REQUIRED WORK: In full and without alteration, write out the data below.

(Items from a dataset)
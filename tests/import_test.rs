mod helpers;

use helpers::{test_store, ScriptedClient};
use rapport::{ChatMessage, CompletionError, MemoryType, PersonaMemorySystem, Role};
use std::sync::Arc;

fn transcript(assistant_turns: usize) -> Vec<ChatMessage> {
    let mut messages = Vec::new();
    for i in 0..assistant_turns {
        messages.push(ChatMessage::user(format!("问题 {}", i)));
        messages.push(ChatMessage::assistant(format!("带着旧日口癖的回答 {}", i)));
    }
    messages
}

fn traits_json(contents: &[&str]) -> String {
    let items: Vec<String> = contents
        .iter()
        .map(|c| format!(r#"{{"content":"{}","importance":6,"type":"character_trait"}}"#, c))
        .collect();
    format!(r#"{{"persona_traits":[{}]}}"#, items.join(","))
}

#[tokio::test(start_paused = true)]
async fn batches_run_serially_and_accumulate() {
    let store = test_store();
    // 20 assistant messages → batch size 15 → two batches.
    let client = Arc::new(ScriptedClient::new(vec![
        Ok(traits_json(&["speaks formally", "uses old sayings"])),
        Ok(traits_json(&["fond of riddles"])),
    ]));
    let system = PersonaMemorySystem::new(Arc::clone(&store), client.clone(), "test-model");

    let inserted = system
        .import_transcript(&transcript(20), "chat-1")
        .await
        .unwrap();

    assert_eq!(client.call_count(), 2);
    assert_eq!(inserted, 3);

    let stored = store.list_memories("chat-1").unwrap();
    assert_eq!(stored.len(), 3);
    assert!(stored.iter().all(|m| m.memory_type == MemoryType::ImportedTrait));
}

#[tokio::test(start_paused = true)]
async fn failed_batch_does_not_halt_the_rest() {
    let store = test_store();
    let client = Arc::new(ScriptedClient::new(vec![
        Err(CompletionError::from_status(400, "bad request".into())),
        Ok(traits_json(&["collects seashells"])),
    ]));
    let system = PersonaMemorySystem::new(Arc::clone(&store), client.clone(), "test-model");

    let inserted = system
        .import_transcript(&transcript(20), "chat-1")
        .await
        .unwrap();

    assert_eq!(client.call_count(), 2);
    assert_eq!(inserted, 1);
    assert_eq!(store.list_memories("chat-1").unwrap()[0].content, "collects seashells");
}

#[tokio::test]
async fn import_without_assistant_messages_is_a_noop() {
    let store = test_store();
    let client = Arc::new(ScriptedClient::new(vec![Ok(traits_json(&["unused"]))]));
    let system = PersonaMemorySystem::new(Arc::clone(&store), client.clone(), "test-model");

    let user_only: Vec<ChatMessage> = (0..6).map(|i| ChatMessage::user(format!("消息 {}", i))).collect();
    assert!(user_only.iter().all(|m| m.role == Role::User));

    let inserted = system.import_transcript(&user_only, "chat-1").await.unwrap();
    assert_eq!(inserted, 0);
    assert_eq!(client.call_count(), 0);
}

#[tokio::test(start_paused = true)]
async fn oversized_import_consolidates_before_persisting() {
    let store = test_store();

    // Three batches of 10 traits each → 30 accumulated → aggregation pass →
    // scripted consolidation keeps 4.
    let batch: Vec<String> = (0..10).map(|i| format!("trait number {}", i)).collect();
    let batch_refs: Vec<&str> = batch.iter().map(|s| s.as_str()).collect();
    let shifted: Vec<String> = (10..20).map(|i| format!("trait number {}", i)).collect();
    let shifted_refs: Vec<&str> = shifted.iter().map(|s| s.as_str()).collect();
    let third: Vec<String> = (20..30).map(|i| format!("trait number {}", i)).collect();
    let third_refs: Vec<&str> = third.iter().map(|s| s.as_str()).collect();

    let consolidated = r#"{"consolidated_traits":[
        {"content":"distilled trait a","importance":9},
        {"content":"distilled trait b","importance":8},
        {"content":"distilled trait c","importance":7},
        {"content":"distilled trait d","importance":6}
    ]}"#;

    let client = Arc::new(ScriptedClient::new(vec![
        Ok(traits_json(&batch_refs)),
        Ok(traits_json(&shifted_refs)),
        Ok(traits_json(&third_refs)),
        Ok(consolidated.to_string()),
    ]));
    // 60 assistant messages → batch size 20 → three batches, then one
    // aggregation call.
    let system = PersonaMemorySystem::new(Arc::clone(&store), client.clone(), "test-model");

    let inserted = system
        .import_transcript(&transcript(60), "chat-1")
        .await
        .unwrap();

    assert_eq!(client.call_count(), 4);
    assert_eq!(inserted, 4);

    let stored = store.list_memories("chat-1").unwrap();
    assert_eq!(stored.len(), 4);
    assert!(stored.iter().all(|m| m.memory_type == MemoryType::Consolidated));
    assert!(stored.iter().any(|m| m.content == "distilled trait a"));
}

RESULT OF THE EXERCISE:
filename tests/import_test.rs
mod helpers;

use helpers::{test_store, ScriptedClient};
use rapport::{ChatMessage, CompletionError, MemoryType, PersonaMemorySystem, Role};
use std::sync::Arc;

fn transcript(assistant_turns: usize) -> Vec<ChatMessage> {
    let mut messages = Vec::new();
    for i in 0..assistant_turns {
        messages.push(ChatMessage::user(format!("问题 {}", i)));
        messages.push(ChatMessage::assistant(format!("带着旧日口癖的回答 {}", i)));
    }
    messages
}

fn traits_json(contents: &[&str]) -> String {
    let items: Vec<String> = contents
        .iter()
        .map(|c| format!(r#"{{"content":"{}","importance":6,"type":"character_trait"}}"#, c))
        .collect();
    format!(r#"{{"persona_traits":[{}]}}"#, items.join(","))
}

#[tokio::test(start_paused = true)]
async fn batches_run_serially_and_accumulate() {
    let store = test_store();
    // 20 assistant messages → batch size 15 → two batches.
    let client = Arc::new(ScriptedClient::new(vec![
        Ok(traits_json(&["speaks formally", "uses old sayings"])),
        Ok(traits_json(&["fond of riddles"])),
    ]));
    let system = PersonaMemorySystem::new(Arc::clone(&store), client.clone(), "test-model");

    let inserted = system
        .import_transcript(&transcript(20), "chat-1")
        .await
        .unwrap();

    assert_eq!(client.call_count(), 2);
    assert_eq!(inserted, 3);

    let stored = store.list_memories("chat-1").unwrap();
    assert_eq!(stored.len(), 3);
    assert!(stored.iter().all(|m| m.memory_type == MemoryType::ImportedTrait));
}

#[tokio::test(start_paused = true)]
async fn failed_batch_does_not_halt_the_rest() {
    let store = test_store();
    let client = Arc::new(ScriptedClient::new(vec![
        Err(CompletionError::from_status(400, "bad request".into())),
        Ok(traits_json(&["collects seashells"])),
    ]));
    let system = PersonaMemorySystem::new(Arc::clone(&store), client.clone(), "test-model");

    let inserted = system
        .import_transcript(&transcript(20), "chat-1")
        .await
        .unwrap();

    assert_eq!(client.call_count(), 2);
    assert_eq!(inserted, 1);
    assert_eq!(store.list_memories("chat-1").unwrap()[0].content, "collects seashells");
}

#[tokio::test]
async fn import_without_assistant_messages_is_a_noop() {
    let store = test_store();
    let client = Arc::new(ScriptedClient::new(vec![Ok(traits_json(&["unused"]))]));
    let system = PersonaMemorySystem::new(Arc::clone(&store), client.clone(), "test-model");

    let user_only: Vec<ChatMessage> = (0..6).map(|i| ChatMessage::user(format!("消息 {}", i))).collect();
    assert!(user_only.iter().all(|m| m.role == Role::User));

    let inserted = system.import_transcript(&user_only, "chat-1").await.unwrap();
    assert_eq!(inserted, 0);
    assert_eq!(client.call_count(), 0);
}

#[tokio::test(start_paused = true)]
async fn oversized_import_consolidates_before_persisting() {
    let store = test_store();

    // Three batches of 10 traits each → 30 accumulated → aggregation pass →
    // scripted consolidation keeps 4.
    let batch: Vec<String> = (0..10).map(|i| format!("trait number {}", i)).collect();
    let batch_refs: Vec<&str> = batch.iter().map(|s| s.as_str()).collect();
    let shifted: Vec<String> = (10..20).map(|i| format!("trait number {}", i)).collect();
    let shifted_refs: Vec<&str> = shifted.iter().map(|s| s.as_str()).collect();
    let third: Vec<String> = (20..30).map(|i| format!("trait number {}", i)).collect();
    let third_refs: Vec<&str> = third.iter().map(|s| s.as_str()).collect();

    let consolidated = r#"{"consolidated_traits":[
        {"content":"distilled trait a","importance":9},
        {"content":"distilled trait b","importance":8},
        {"content":"distilled trait c","importance":7},
        {"content":"distilled trait d","importance":6}
    ]}"#;

    let client = Arc::new(ScriptedClient::new(vec![
        Ok(traits_json(&batch_refs)),
        Ok(traits_json(&shifted_refs)),
        Ok(traits_json(&third_refs)),
        Ok(consolidated.to_string()),
    ]));
    // 60 assistant messages → batch size 20 → three batches, then one
    // aggregation call.
    let system = PersonaMemorySystem::new(Arc::clone(&store), client.clone(), "test-model");

    let inserted = system
        .import_transcript(&transcript(60), "chat-1")
        .await
        .unwrap();

    assert_eq!(client.call_count(), 4);
    assert_eq!(inserted, 4);

    let stored = store.list_memories("chat-1").unwrap();
    assert_eq!(stored.len(), 4);
    assert!(stored.iter().all(|m| m.memory_type == MemoryType::Consolidated));
    assert!(stored.iter().any(|m| m.content == "distilled trait a"));
}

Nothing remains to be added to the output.